Newsletter #27

A six-and-a-bit-weekly newsletter from author John Higgs. If you haven’t already subscribed, you can do so here.

May Day 2021


It’s nearly time for my new book WILLIAM BLAKE VS THE WORLD to be released into the world. The pandemic has meant that normal book launches aren’t possible, but we’ve come up with an alternative which is, I think it’s fair to say, pretty damn special.

The online launch will be on May 27th at 7:30pm, and is hosted by the British Library. It features me being interviewed by Robin Ince, readings from Salena Godden as the Voice of Blake, a look at original Blake manuscripts with the British Library curator Alexandra Ault, and an extra special reading from the shining soul that is the poet, rapper and President of the Blake Society Kae Tempest.

If that’s not enough, there will also be contributions from those imagination-soaked authors Neil Gaiman (in New Zealand) and David Keenan, talking about what Blake means to them.

When you are dealing with Blake there is always the pressure to go the extra mile and make something worthy of his name. As online book launches go, this is something well worth your time and I hope you’ll join us. It’s free for British Library members and people who buy the book, and a fiver for everyone else. You can book tickets and find more details here.

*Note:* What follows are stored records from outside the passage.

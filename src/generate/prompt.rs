//! Prompt builders for generated slides, and refinement through a text model.

use crate::{
    generate::provider::{GenerationProvider, TextModel, TextRequest},
    layout::canvas::{AspectRatio, CanvasSpec},
    model::{
        brand::Brand,
        slide::{MemeSlide, MockupSlide, PhotoSlide, SlideCopy, TextSlide, VideoSlide},
    },
};

pub const REFINEMENT_INSTRUCTIONS: &str = "Your job: take a raw image-generation prompt and refine it. Your refinements should:
- Strengthen text legibility instructions (exact spelling, letter spacing for tricky words, font weight)
- Keep the stated safe zones free of text
- Keep backgrounds clean, simple and uncluttered
- Preserve ALL exact quoted text from the original; never change the user's words
- Keep the prompt concise and direct with no markdown and no explanation

For photo slides with people, push for realism over cinematic drama: natural skin texture, soft natural daylight, candid and unposed, shallow depth of field. Avoid the words perfect, flawless, ultra-detailed, 8K, hyper-realistic and masterpiece.

Return ONLY the refined prompt text.";

const VIDEO_PROMPT_LIMIT: usize = 500;

fn non_blank(value: Option<&str>) -> Option<&str> {
    value.map(str::trim).filter(|v| !v.is_empty())
}

fn or_default<'a>(value: &'a str, fallback: &'a str) -> &'a str {
    non_blank(Some(value)).unwrap_or(fallback)
}

/// `"focus"` becomes `"f - o - c - u - s"`.
pub fn spaced_letters(word: &str) -> String {
    word.chars()
        .map(String::from)
        .collect::<Vec<_>>()
        .join(" - ")
}

/// Spelling instruction for a comma-separated word list.
pub fn tricky_words_line(tricky: Option<&str>) -> Option<String> {
    let words: Vec<&str> = tricky?
        .split(',')
        .map(str::trim)
        .filter(|w| !w.is_empty())
        .collect();
    if words.is_empty() {
        return None;
    }
    let spelled = words
        .iter()
        .map(|w| format!("\"{w}\": \"{}\"", spaced_letters(w)))
        .collect::<Vec<_>>()
        .join(", ");
    Some(format!("Spell these tricky words letter-by-letter: {spelled}."))
}

fn frame_line(aspect: AspectRatio) -> String {
    let canvas = CanvasSpec::for_aspect(aspect);
    format!(
        "{}x{} ({})",
        canvas.width,
        canvas.height,
        aspect.tag()
    )
}

fn safe_zone_line(aspect: AspectRatio) -> String {
    let sz = CanvasSpec::for_aspect(aspect).safe_zone;
    format!(
        "safe zones (top {}px, bottom {}px, sides {}px)",
        sz.top, sz.bottom, sz.left
    )
}

fn palette_line(brand: &Brand) -> String {
    let c = brand.colors;
    format!(
        "brand palette primary {}, accent {}, white {}, secondary {}, CTA color {} (CTA only)",
        c.primary.to_hex(),
        c.accent.to_hex(),
        c.white.to_hex(),
        c.secondary.to_hex(),
        c.cta.to_hex(),
    )
}

fn micro_label<'a>(copy: &'a SlideCopy, brand: &'a Brand) -> &'a str {
    or_default(&copy.micro_label, &brand.default_micro_label)
}

/// Minimalist typographic slide rendered entirely by the image model.
pub fn text_prompt(slide: &TextSlide, brand: &Brand) -> String {
    let copy = &slide.copy;
    let background = non_blank(slide.background_style.as_deref()).unwrap_or(brand.default_background.as_str());
    let layout = non_blank(slide.layout_template.as_deref()).unwrap_or("Classic left lane");

    let mut blocks = vec![
        format!("Micro-label (EXACT text):\n\"{}\"", micro_label(copy, brand)),
        format!(
            "Headline (EXACT, verbatim, include line breaks exactly as shown):\n\"{}\"",
            or_default(&copy.headline, "Your mind leads your body")
        ),
    ];
    if let Some(phrase) = copy.highlight() {
        blocks.push(format!(
            "Highlight ONLY this phrase in accent color {}: \"{phrase}\"",
            brand.colors.accent.to_hex()
        ));
    }
    if let Some(body) = non_blank(Some(copy.body.as_str())) {
        blocks.push(format!("Body text (EXACT, verbatim):\n\"{body}\""));
    }
    if let Some(citation) = non_blank(slide.citation.as_deref()) {
        blocks.push(format!("Optional citation (EXACT, verbatim):\n\"{citation}\""));
    }

    let mut sections = vec![
        format!(
            "Create a minimalist premium carousel slide ({}) for {}.",
            frame_line(slide.aspect_ratio),
            brand.name
        ),
        format!("Background: {background} using {}.", palette_line(brand)),
        format!(
            "Composition: {layout}. Large left-aligned text block within {}. Plenty of negative space.",
            safe_zone_line(slide.aspect_ratio)
        ),
        blocks.join("\n\n"),
        "Typography: modern sans-serif like Inter or SF Pro, headline extra-bold with tight line-height, body regular with comfortable line-height, high readability.".to_string(),
        "Do NOT add any logos or icons; the brand watermark is added after generation.".to_string(),
    ];
    sections.extend(tricky_words_line(slide.tricky_words.as_deref()));
    sections.push(
        "Hard constraints: no words beyond the quoted text, no watermarks, no clutter, high contrast, perfectly legible text."
            .to_string(),
    );
    sections.join("\n\n")
}

/// Candid sports photo with overlaid copy.
pub fn photo_prompt(slide: &PhotoSlide, brand: &Brand) -> String {
    let copy = &slide.copy;
    let field = |v: &Option<String>, fallback: &'static str| -> String {
        non_blank(v.as_deref()).unwrap_or(fallback).to_string()
    };
    let sport = field(&slide.sport, "track");
    let setting = field(&slide.setting, "empty stadium at dusk");
    let action = field(&slide.action, "head down, slow breathing");
    let mood = field(&slide.mood, "calm intensity, disciplined");
    let overlay_style = field(&slide.overlay_style, "dark gradient");
    let placement = field(&slide.overlay_placement, "bottom third");
    let accent = brand.colors.accent.to_hex();

    let mut lines = vec![
        format!(
            "Create a candid, authentic-looking sports photo for a carousel slide ({}). Shot on a phone camera, 50mm equivalent lens, medium close-up at eye level.",
            frame_line(slide.aspect_ratio)
        ),
        format!("Scene: {sport} athlete in {setting}, {action}. Honest and unposed moment."),
        "Subject: one athlete, natural proportions, real skin texture, worn gear without brand logos.".to_string(),
        "Lighting: soft natural daylight, natural color balance, shallow depth of field, subtle film grain.".to_string(),
        format!("Mood: {mood}."),
        format!("Composition: simple, clean background. Leave negative space for text in the {placement}, inside the {}.", safe_zone_line(slide.aspect_ratio)),
        format!("Add a subtle {overlay_style} behind text for readability; the image stays dominant."),
        "Overlay text (EXACT, verbatim):".to_string(),
        format!("Micro-label: \"{}\"", micro_label(copy, brand)),
        format!("Headline: \"{}\"", or_default(&copy.headline, "Calm is a competitive advantage")),
    ];
    if let Some(phrase) = copy.highlight() {
        lines.push(format!("Highlight ONLY: \"{phrase}\" in accent {accent}"));
    }
    if let Some(body) = non_blank(Some(copy.body.as_str())) {
        lines.push(format!("Body: \"{body}\""));
    }
    lines.push("Typography: modern sans-serif, headline bold, body regular, clean kerning.".to_string());
    lines.push(format!(
        "Brand palette accents only (accent {accent}, CTA color {} for CTA only).",
        brand.colors.cta.to_hex()
    ));
    lines.extend(tricky_words_line(slide.tricky_words.as_deref()));
    lines.push(
        "Hard constraints: no extra text beyond quoted, no watermarks, no random logos, no distorted faces or hands, no heavy retouching."
            .to_string(),
    );
    if slide.reference_image.is_some() {
        lines.push(reference_instruction(
            slide.reference_usage.as_deref(),
            slide.reference_instructions.as_deref(),
        ));
    }
    lines.join("\n")
}

/// How the model should treat an attached reference image.
pub fn reference_instruction(usage: Option<&str>, instructions: Option<&str>) -> String {
    let usage = non_blank(usage).unwrap_or("background inspiration");
    match non_blank(instructions) {
        Some(extra) => format!("Reference image provided: use it as {usage}. {extra}"),
        None => format!("Reference image provided: use it as {usage}."),
    }
}

/// Text-free photo placed behind a mockup slide's copy.
pub fn ai_background_prompt(slide: &MockupSlide, brand: &Brand) -> String {
    let setting = non_blank(slide.ai_bg_setting.as_deref()).unwrap_or(brand.default_background.as_str());
    let mood = non_blank(slide.ai_bg_mood.as_deref()).unwrap_or("calm, focused, premium");
    format!(
        "Background photo ({}) for a {} carousel slide. Setting: {setting}. Mood: {mood}. \
         Simple and believable, soft natural light, subtle film grain. Leave generous negative \
         space for overlaid text. Absolutely no text, letters, logos or watermarks.",
        frame_line(slide.aspect_ratio),
        brand.name
    )
}

/// Scene for a meme slide; captions are drawn locally afterwards.
pub fn meme_prompt(slide: &MemeSlide, brand: &Brand) -> String {
    let scene = non_blank(slide.scene.as_deref())
        .or_else(|| non_blank(Some(slide.copy.headline.as_str())))
        .unwrap_or("an athlete reacting to a tough training day");
    format!(
        "Create a funny, relatable meme image ({}) for {}'s audience. Scene: {scene}. \
         Expressive subject, clear focal point, plain areas at the top and bottom of the frame. \
         Do not render any text, captions, letters or logos.",
        frame_line(slide.aspect_ratio),
        brand.name
    )
}

pub fn video_prompt(slide: &VideoSlide) -> String {
    let base = non_blank(Some(slide.prompt.as_str())).unwrap_or(slide.copy.headline.trim());
    let base: String = base.chars().take(VIDEO_PROMPT_LIMIT).collect();
    format!(
        "{base}\n\nVertical {} framing, natural camera motion, realistic lighting, no on-screen text or logos.",
        slide.aspect_ratio.tag()
    )
}

/// One-line description of the slide given to the refinement model.
pub fn refinement_context(kind: &str, brand: &Brand, detail: Option<&str>) -> String {
    match kind {
        "photo" => format!(
            "This is a photo-led slide for {} featuring a {} scene with text overlay.",
            brand.name,
            non_blank(detail).unwrap_or("athlete")
        ),
        "text" => format!(
            "This is a text-only minimalist slide for {} with a {} background.",
            brand.name,
            non_blank(detail).unwrap_or("dark premium")
        ),
        other => format!("This is a {other} slide for {}.", brand.name),
    }
}

/// Refine `raw` through the text model; any failure or empty answer keeps `raw`.
#[tracing::instrument(level = "debug", skip_all, fields(brand = %brand.id, model = model.id()))]
pub async fn refine(
    provider: &dyn GenerationProvider,
    model: TextModel,
    brand: &Brand,
    context: &str,
    raw: &str,
) -> String {
    let req = TextRequest::new(
        model,
        format!("{context}\n\nRefine this image-generation prompt:\n\n{raw}"),
    )
    .with_system(format!("{}\n\n{REFINEMENT_INSTRUCTIONS}", brand.system_prompt));

    match provider.generate_text(&req).await {
        Ok(refined) if !refined.trim().is_empty() => {
            tracing::debug!("prompt refined");
            refined.trim().to_string()
        }
        Ok(_) => {
            tracing::warn!("refinement returned nothing, using raw prompt");
            raw.to_string()
        }
        Err(err) => {
            tracing::warn!(error = %err, "refinement failed, using raw prompt");
            raw.to_string()
        }
    }
}

#[cfg(test)]
#[path = "../../tests/unit/generate/prompt.rs"]
mod tests;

The day we spent filming all this at the British Library was an absolute joy for many reasons, and being able to see Blake’s notebook was certainly one of them. This is the book that originally belonged to his beloved late brother Robert, which William went on to use for three decades. It contains sketches and versions of some of his most famous poems. It’s one of the treasures of the British Library – and indeed the world, as I see it. I love this rare self portrait, alongside the sentence ’23 May 1810 found the world golden’.

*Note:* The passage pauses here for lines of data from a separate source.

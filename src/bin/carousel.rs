use std::{
    fs::File,
    io::BufReader,
    path::{Path, PathBuf},
    process::ExitCode,
    time::Duration,
};

use anyhow::Context as _;
use carousel::{
    AspectRatio, AssetResolver, BatchRequest, Brand, CanvasSpec, ContentIdeas, DirAssetResolver,
    JobStatus, Rasterizer, SlideSpec, StudioConfig, TextModel,
    assets::{decode::decode_image, store::load_first},
    generate::freeform_carousel,
    model::slide::{IconPosition, ImageUsage},
    render::{IconStamp, SlideInputs, render_mockup},
};
use clap::{Parser, Subcommand};
use serde::de::DeserializeOwned;
use tracing_subscriber::EnvFilter;

#[derive(Parser, Debug)]
#[command(name = "carousel", version)]
struct Cli {
    #[command(subcommand)]
    cmd: Command,
}

#[derive(Subcommand, Debug)]
enum Command {
    /// Render one mockup slide to a PNG without calling any provider.
    Render(RenderArgs),
    /// Print the resolved canvas for an aspect tag as JSON.
    Canvas(CanvasArgs),
    /// Submit a batch and follow it until it finishes.
    Batch(BatchArgs),
    /// Print a brand's content-ideas catalog as JSON.
    Ideas(IdeasArgs),
    /// Have a text model outline a carousel and print it as a batch request.
    Freeform(FreeformArgs),
}

#[derive(Parser, Debug)]
struct RenderArgs {
    /// Slide JSON (a `slideType: "mockup"` object).
    #[arg(long = "in")]
    in_path: PathBuf,

    /// Output PNG path.
    #[arg(long)]
    out: PathBuf,

    /// Brand id.
    #[arg(long)]
    brand: Option<String>,

    /// Directory that screenshot and brand asset ids resolve against.
    #[arg(long, env = "CAROUSEL_ASSETS_DIR", default_value = "assets")]
    assets: PathBuf,

    /// Stamp the brand icon at this position.
    #[arg(long)]
    icon: Option<String>,

    /// Extra font directories.
    #[arg(long)]
    fonts: Vec<PathBuf>,
}

#[derive(Parser, Debug)]
struct CanvasArgs {
    /// `9:16`, `4:5` or `1:1`.
    #[arg(long)]
    aspect: String,
}

#[derive(Parser, Debug)]
struct BatchArgs {
    /// Batch request JSON.
    #[arg(long = "in")]
    in_path: PathBuf,

    /// Status poll period in milliseconds.
    #[arg(long, default_value_t = 1000)]
    watch_ms: u64,
}

#[derive(Parser, Debug)]
struct IdeasArgs {
    /// Brand id.
    #[arg(long)]
    brand: Option<String>,

    /// Directory holding `brands/<id>/content-ideas.md`.
    #[arg(long, env = "CAROUSEL_ASSETS_DIR", default_value = "assets")]
    assets: PathBuf,
}

#[derive(Parser, Debug)]
struct FreeformArgs {
    /// What the carousel should be about.
    #[arg(long)]
    prompt: String,

    /// Brand id.
    #[arg(long)]
    brand: Option<String>,

    /// Number of slides, 1 to 20.
    #[arg(long)]
    count: Option<usize>,

    /// Text model id (`claude-haiku`, `gpt-4o-mini`, `gemini-2.5-flash`).
    #[arg(long)]
    text_model: Option<String>,
}

#[tokio::main]
async fn main() -> anyhow::Result<ExitCode> {
    tracing_subscriber::fmt()
        .with_env_filter(
            EnvFilter::try_from_default_env().unwrap_or_else(|_| EnvFilter::new("info")),
        )
        .with_writer(std::io::stderr)
        .init();

    let cli = Cli::parse();
    match cli.cmd {
        Command::Render(args) => cmd_render(args).await,
        Command::Canvas(args) => cmd_canvas(args),
        Command::Batch(args) => cmd_batch(args).await,
        Command::Ideas(args) => cmd_ideas(args).await,
        Command::Freeform(args) => cmd_freeform(args).await,
    }
}

fn read_json<T: DeserializeOwned>(path: &Path, what: &str) -> anyhow::Result<T> {
    let f = File::open(path).with_context(|| format!("open {what} '{}'", path.display()))?;
    serde_json::from_reader(BufReader::new(f)).with_context(|| format!("parse {what} JSON"))
}

async fn cmd_render(args: RenderArgs) -> anyhow::Result<ExitCode> {
    let slide = match read_json::<SlideSpec>(&args.in_path, "slide")? {
        SlideSpec::Mockup(m) => m,
        other => anyhow::bail!(
            "only mockup slides render offline, got '{}'",
            other.kind()
        ),
    };
    SlideSpec::Mockup(slide.clone()).validate()?;

    let brand = Brand::resolve(args.brand.as_deref());
    let assets = DirAssetResolver::new(&args.assets);
    let raster = Rasterizer::new(&args.fonts);

    let image = match (slide.image_usage, slide.screenshot_image.as_deref()) {
        (ImageUsage::Phone | ImageUsage::Figure | ImageUsage::Background, Some(id))
            if !id.trim().is_empty() =>
        {
            Some(decode_image(&assets.load(id.trim()).await?)?)
        }
        _ => None,
    };
    let phone_frame = match load_first(&assets, &brand.frame_asset_ids()).await? {
        Some(bytes) => Some(decode_image(&bytes)?),
        None => None,
    };
    let icon = match args.icon.as_deref() {
        Some(tag) => match load_first(&assets, &brand.icon_asset_ids()).await? {
            Some(bytes) => Some(IconStamp {
                image: decode_image(&bytes)?,
                caption: brand.icon_caption.clone(),
                position: IconPosition::parse(tag),
            }),
            None => {
                tracing::warn!(brand = %brand.id, "no icon asset found, rendering without it");
                None
            }
        },
        None => None,
    };

    let inputs = SlideInputs {
        image,
        phone_frame,
        icon,
    };
    let surface = render_mockup(&slide, &brand, &inputs, &raster)?;

    if let Some(parent) = args.out.parent().filter(|p| !p.as_os_str().is_empty()) {
        std::fs::create_dir_all(parent)
            .with_context(|| format!("create output dir '{}'", parent.display()))?;
    }
    std::fs::write(&args.out, surface.encode_png()?)
        .with_context(|| format!("write png '{}'", args.out.display()))?;

    eprintln!("wrote {}", args.out.display());
    Ok(ExitCode::SUCCESS)
}

fn cmd_canvas(args: CanvasArgs) -> anyhow::Result<ExitCode> {
    let canvas = CanvasSpec::for_aspect(AspectRatio::parse(&args.aspect));
    println!("{}", serde_json::to_string_pretty(&canvas)?);
    Ok(ExitCode::SUCCESS)
}

async fn cmd_batch(args: BatchArgs) -> anyhow::Result<ExitCode> {
    let request: BatchRequest = read_json(&args.in_path, "batch")?;
    let config = StudioConfig::from_env()?;
    let orchestrator = config.orchestrator(Rasterizer::default())?;

    let ticket = orchestrator.submit(request)?;
    eprintln!("job {} accepted ({} slides)", ticket.job_id, ticket.total);

    let mut last_seen = usize::MAX;
    let job = loop {
        let job = orchestrator.status(&ticket.job_id)?;
        if job.completed != last_seen {
            eprintln!(
                "job {}: {}/{} done, slide {} in progress",
                job.id, job.completed, job.total, job.current
            );
            last_seen = job.completed;
        }
        if job.is_terminal() {
            break job;
        }
        tokio::time::sleep(Duration::from_millis(args.watch_ms.max(50))).await;
    };

    for slide in &job.slides {
        match (&slide.url, &slide.error) {
            (Some(url), _) if slide.ok => println!("slide {}: {url}", slide.slide_number),
            (_, err) => println!(
                "slide {}: failed: {}",
                slide.slide_number,
                err.as_deref().unwrap_or("unknown error")
            ),
        }
    }

    if job.status == JobStatus::Error {
        eprintln!(
            "job {} failed: {}",
            job.id,
            job.error.as_deref().unwrap_or("unknown error")
        );
        return Ok(ExitCode::FAILURE);
    }
    eprintln!("job {}: {} of {} slides succeeded", job.id, job.succeeded(), job.total);
    Ok(ExitCode::SUCCESS)
}

async fn cmd_ideas(args: IdeasArgs) -> anyhow::Result<ExitCode> {
    let brand = Brand::resolve(args.brand.as_deref());
    let assets = DirAssetResolver::new(&args.assets);
    let bytes = assets.load(&ContentIdeas::asset_id(&brand)).await?;
    let markdown = String::from_utf8(bytes).context("content ideas are not UTF-8")?;
    let ideas = ContentIdeas::parse(&markdown, &brand);
    println!("{}", serde_json::to_string_pretty(&ideas)?);
    Ok(ExitCode::SUCCESS)
}

async fn cmd_freeform(args: FreeformArgs) -> anyhow::Result<ExitCode> {
    let brand = Brand::resolve(args.brand.as_deref());
    let model = TextModel::resolve(args.text_model.as_deref());
    let router = StudioConfig::from_env()?.router()?;

    let outline = freeform_carousel(&router, model, &brand, &args.prompt, args.count).await?;
    eprintln!("\"{}\" ({} slides)", outline.title, outline.slides.len());

    let mut request = BatchRequest::new(outline.to_specs(&brand));
    request.brand = Some(brand.id.clone());
    request.text_model = Some(model.id().to_string());
    println!("{}", serde_json::to_string_pretty(&request)?);
    Ok(ExitCode::SUCCESS)
}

And look, it also includes a little sketch by Blake which appears to be a man taking a piss:

It was a wonderful day and fortunately things didn’t get out of hand, unlike that other time I had access to Blake originals.

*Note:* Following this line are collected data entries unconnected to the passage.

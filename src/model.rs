/// Closed keyword enum read from loosely-typed client JSON.
///
/// Matching is case-insensitive and unknown keywords resolve to the default variant.
macro_rules! keyword_enum {
    (
        $(#[$meta:meta])*
        pub enum $name:ident {
            $($variant:ident => $tag:literal),+ $(,)?
        }
        default = $default:ident;
    ) => {
        $(#[$meta])*
        #[derive(Clone, Copy, Debug, PartialEq, Eq, Hash, serde::Serialize, serde::Deserialize)]
        #[serde(from = "String", into = "String")]
        pub enum $name {
            $($variant),+
        }

        impl Default for $name {
            fn default() -> Self {
                Self::$default
            }
        }

        impl $name {
            pub fn tag(self) -> &'static str {
                match self {
                    $(Self::$variant => $tag),+
                }
            }

            pub fn parse(tag: &str) -> Self {
                match tag.trim().to_ascii_lowercase().as_str() {
                    $($tag => Self::$variant,)+
                    other => {
                        tracing::debug!(
                            value = other,
                            kind = stringify!($name),
                            "unknown keyword, using default"
                        );
                        Self::default()
                    }
                }
            }
        }

        impl From<String> for $name {
            fn from(value: String) -> Self {
                Self::parse(&value)
            }
        }

        impl From<$name> for String {
            fn from(value: $name) -> Self {
                value.tag().to_string()
            }
        }
    };
}

pub mod brand;
pub mod job;
pub mod outline;
pub mod slide;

Huge thanks to Jon Fawcett at the British Library for making all this possible. The online launch is on the original release date of May 27th, although printer-woes have meant that the book itself is delayed. Only by 5 days, though, so it will be with you on 1st June. I can’t wait for you all to see it. I’ve been blown away by early reactions to it – here are some of the quotes you’ll find on the back:

It’s available for pre-order here and if you read it, it would help massively if you talked about it, shared it on social media or left an Amazon review – anything like that would be hugely appreciated, you hero.


OTHER EVENTS AND STUFF

An online launch is all well and good, but an important aspect of Blake’s philosophy was people getting together and having a jolly. So there’s another event planed in Sheffield in July in order to do just that. It’s a day called Blame Blake, and here’s the poster with all the details:

There’s also an event in the Brighton Spiegeltent on June 15 to look forward to. This is with Jennifer Lucy Allan, whose book The Foghorn’s Lament is a delight. It is, as the name suggests, a book about her obsession with foghorns. So Brighton folk, come along to an evening of foghorns and Blake – it’s so right it hurts. As the event promoter David Bramwell has pointed out, “no-one else is doing Foghorns and William Blake, we’re well ahead of the curve.”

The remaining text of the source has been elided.